Quanto à alegoria, podemos dizer que "Tale of Sand" é sobre a vida. Um tema tão vasto só se pode abordar com algum humor e ridículo. Empurrado para o desconhecido com noções vagas do que se vai encontrar e descobrir que as coisas são mais esquisitas do que pensávamos; reconhecer que somos o principal obstáculo no nosso caminho e acabar mais ou menos como começámos. Soa mais ao menos ao que é a vida, só que esta é ainda mais surreal que o conteúdo deste livro.

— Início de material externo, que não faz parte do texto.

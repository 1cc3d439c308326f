use crate::lock::Mutex;
use crate::ConcurrentSet;

use super::sorted::SortedList;

/// Concurrent sorted singly linked list guarded by one mutex.
///
/// Every operation holds the lock for its whole traversal, so all operations are serialized,
/// lookups included.
#[derive(Debug)]
pub struct MutexListSet<T> {
    list: Mutex<SortedList<T>>,
}

impl<T> MutexListSet<T> {
    /// Creates a new list.
    pub fn new() -> Self {
        Self {
            list: Mutex::new(SortedList::new()),
        }
    }
}

impl<T: Ord> ConcurrentSet<T> for MutexListSet<T> {
    fn contains(&self, key: &T) -> bool {
        self.list.lock().expect("list lock poisoned").contains(key)
    }

    fn insert(&self, key: T) -> bool {
        self.list.lock().expect("list lock poisoned").insert(key)
    }

    fn remove(&self, key: &T) -> bool {
        self.list.lock().expect("list lock poisoned").remove(key)
    }

    fn keys(&self) -> Vec<T>
    where
        T: Clone,
    {
        let list = self.list.lock().expect("list lock poisoned");
        list.iter().cloned().collect()
    }
}

impl<T> Default for MutexListSet<T> {
    fn default() -> Self {
        Self::new()
    }
}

Queria ainda agradecer a André Nóbrega pelo empréstimo do livro e, como bónus, podem ler a sua análise de "Tale of Sand" aqui.
 

7 de Setembro de 2013

"Hecho en CHINA. Pensado en EUROPA."
FAGOCITOSIS
Marcos Prior & Danide
Ediciones Glénat, 2011
120 págs., tetracromia

A fagocitose é o processo pelo qual determinadas células conseguem capturar e digerir partículas sólidas. No ser humano tem um papel na defesa do corpo contra microorganismos patológicos. As células capazes deste mecanismo envolvem, por exemplo, uma bactéria e depois, através da acção de um sistema "digestivo" primitivo, destroem-na. É, de certa forma, o equivalente a nível celular do acto de "devorar".
Comecemos pela capa. Na capa estão representados dois indivíduos de mão erguida, o seu gesto sugere que fazem parte de algum movimento, revolucionário ou não, as suas roupas indicam que têm posses, pertencem provavelmente à classe média-alta, a pender para a alta, acompanha-os um cão de raça caniche, que está associado a riqueza, e sorriem, o que sugere que estão do lado vencedor da revolução ou que, pelo menos, estão a ser beneficiados por ela. Por cima deles o logótipo  do livro espelha o símbolo da Mastercard®. Desta feita, os círculos não são do mesmo tamanho, as cores estão invertidas (o amarelo à esquerda e o vermelho à direita) e, mais tarde no livro, quando chegamos ao fim, primeiro na secção de design do logótipo, depois, finalmente, na contracapa, apercebemo-nos que o círculo maior está a ganhar terreno ao mais pequeno e que, com a proximidade, o segundo perde as suas qualidades (forma, cor) e que os limites desapareceriam por completo se a acção continuasse. O que se esperaria seria a obliteração total do círculo mais pequeno que seria "devorado" pelo maior. Como na fagocitose e como é descrita nestas etapas finais do livro, trata-se de uma "interacción celular entre desiguales".
"Fagocitosis" é um livro que aborda temas muito actuais: o capitalismo agressivo; o funcionamento do mercado financeiro; as políticas do prémio Nobel (dissecadas por Carl Sagan); técnicas de marketing metafísicas; as exigências cada vez mais absurdas para se conseguir um emprego; etc.
A forma como o faz é muito interessante, Marcos Prior opta por diferentes apresentações, desde uma página do YouTube, passando pelo percorrer de uma cidade num formato street view do Google Maps, até à estrutura mais típica de um policial, entre outros. Sempre com uma dose de humor e ironia e, de certa forma, algum desespero.
É sem dúvida o aspecto visual que mais chama a atenção nesta obra, a arte versátil de Danide consegue, sem aparente esforço, manobrar entre estilos gráficos, do mais realista a um traço simples reminiscente de Vázquez.
Uma temática algo pesada com uma aparência deslumbrante fazem desta a bd dos tempos modernos, é tudo muito bonito mas "há algo de podre no reino da Dinamarca". E seria verdade se a Dinamarca não fosse um país escandinavo mas sim um país do sul da Europa. Que não é.